- Problem -
The word to find is "Deserialize". Copy each line of the material that contains it.
====== Information ======
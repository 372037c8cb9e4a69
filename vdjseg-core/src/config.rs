//! Search configuration
//!
//! Supports loading configuration from vdjseg.toml files, with builder-style
//! overrides for programmatic use.

use crate::types::Algorithm;
use anyhow::{Context, Result};
use serde::{Deserialize, Serialize};
use std::path::{Path, PathBuf};

#[derive(Debug, Clone, PartialEq, Serialize, Deserialize)]
pub struct SearchConfig {
    /// Decoding algorithm passed through to the engine
    #[serde(default)]
    pub algorithm: Algorithm,

    /// Directory holding the per-gene HMM model files
    #[serde(default = "default_model_dir")]
    pub model_dir: PathBuf,

    /// Only look at the first n gene versions per region (0 = all)
    #[serde(default)]
    pub n_max_versions: usize,

    /// Worker threads for the sweep
    #[serde(default = "default_threads")]
    pub threads: usize,

    /// Evaluate cut points one at a time, in order
    #[serde(default)]
    pub deterministic: bool,
}

fn default_model_dir() -> PathBuf { PathBuf::from("hmms") }
fn default_threads() -> usize { num_cpus::get() }

impl Default for SearchConfig {
    fn default() -> Self {
        Self {
            algorithm: Algorithm::default(),
            model_dir: default_model_dir(),
            n_max_versions: 0,
            threads: default_threads(),
            deterministic: false,
        }
    }
}

impl SearchConfig {
    pub fn with_algorithm(mut self, algorithm: Algorithm) -> Self {
        self.algorithm = algorithm;
        self
    }

    pub fn with_model_dir(mut self, model_dir: impl Into<PathBuf>) -> Self {
        self.model_dir = model_dir.into();
        self
    }

    pub fn with_n_max_versions(mut self, n_max_versions: usize) -> Self {
        self.n_max_versions = n_max_versions;
        self
    }

    pub fn with_threads(mut self, threads: usize) -> Self {
        self.threads = threads;
        self
    }

    pub fn with_deterministic(mut self, deterministic: bool) -> Self {
        self.deterministic = deterministic;
        self
    }

    /// Whether the sweep should fan out over a worker pool
    pub fn is_parallel(&self) -> bool {
        self.threads > 1 && !self.deterministic
    }

    /// Load configuration from file or use defaults
    pub fn load(config_path: Option<&Path>) -> Result<Self> {
        let config = match config_path {
            Some(path) => {
                log::info!("Loading configuration from: {}", path.display());
                Self::load_from_file(path)?
            }
            None => {
                let default_path = PathBuf::from("vdjseg.toml");
                if default_path.exists() {
                    log::info!("Loading configuration from: vdjseg.toml");
                    Self::load_from_file(&default_path)?
                } else {
                    log::info!("Using default configuration");
                    Self::default()
                }
            }
        };

        Ok(config)
    }

    /// Load configuration from a specific TOML file
    pub fn load_from_file(path: &Path) -> Result<Self> {
        let content = std::fs::read_to_string(path)
            .with_context(|| format!("Failed to read configuration file: {}", path.display()))?;

        let config: SearchConfig = toml::from_str(&content)
            .with_context(|| format!("Failed to parse configuration file: {}", path.display()))?;

        Ok(config)
    }

    /// Save configuration to a TOML file
    pub fn save_to_file(&self, path: &Path) -> Result<()> {
        let content = toml::to_string_pretty(self)
            .context("Failed to serialize configuration")?;

        std::fs::write(path, content)
            .with_context(|| format!("Failed to write configuration file: {}", path.display()))?;

        Ok(())
    }

    /// Generate example configuration file content
    pub fn example_toml() -> Result<String> {
        toml::to_string_pretty(&Self::default()).context("Failed to serialize default configuration")
    }
}
//! vdjseg Core Library
//!
//! Cut-point search, decode caching and path interpretation for splitting a
//! rearranged query into V, D and J germline regions.

pub mod types;
pub mod error;
pub mod engine;
pub mod catalog;
pub mod slicer;
pub mod cache;
pub mod scorer;
pub mod path;
pub mod search;
pub mod config;

// Re-export commonly used types and functions
pub use types::{Algorithm, CutPointPair, Gene, PathLabel, Region};
pub use error::{SearchError, SearchResult};
pub use engine::{DecodeEngine, DecodeRequest, Decoded};
pub use catalog::{GermlineCatalog, InMemoryCatalog};
pub use slicer::{slice, RegionSubsequences};
pub use cache::{CacheStats, DecodeCache, DecodeResult};
pub use scorer::{ranked, GeneScore, RegionScorer, RegionScores};
pub use path::{erosion_length, insertion_length, PathStats, Side};
pub use search::{
    BestAssignment, CancellationToken, DegenerateRecord, JobHolder, KSetScore, RegionBest, RegionCall,
    RunReport,
};
pub use config::SearchConfig;

/// Version information for the vdjseg core library
pub const VERSION: &str = env!("CARGO_PKG_VERSION");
======
- Solution to this problem -
use serde::{Deserialize, Serialize};
#[derive(Debug, Clone, PartialEq, Serialize, Deserialize)]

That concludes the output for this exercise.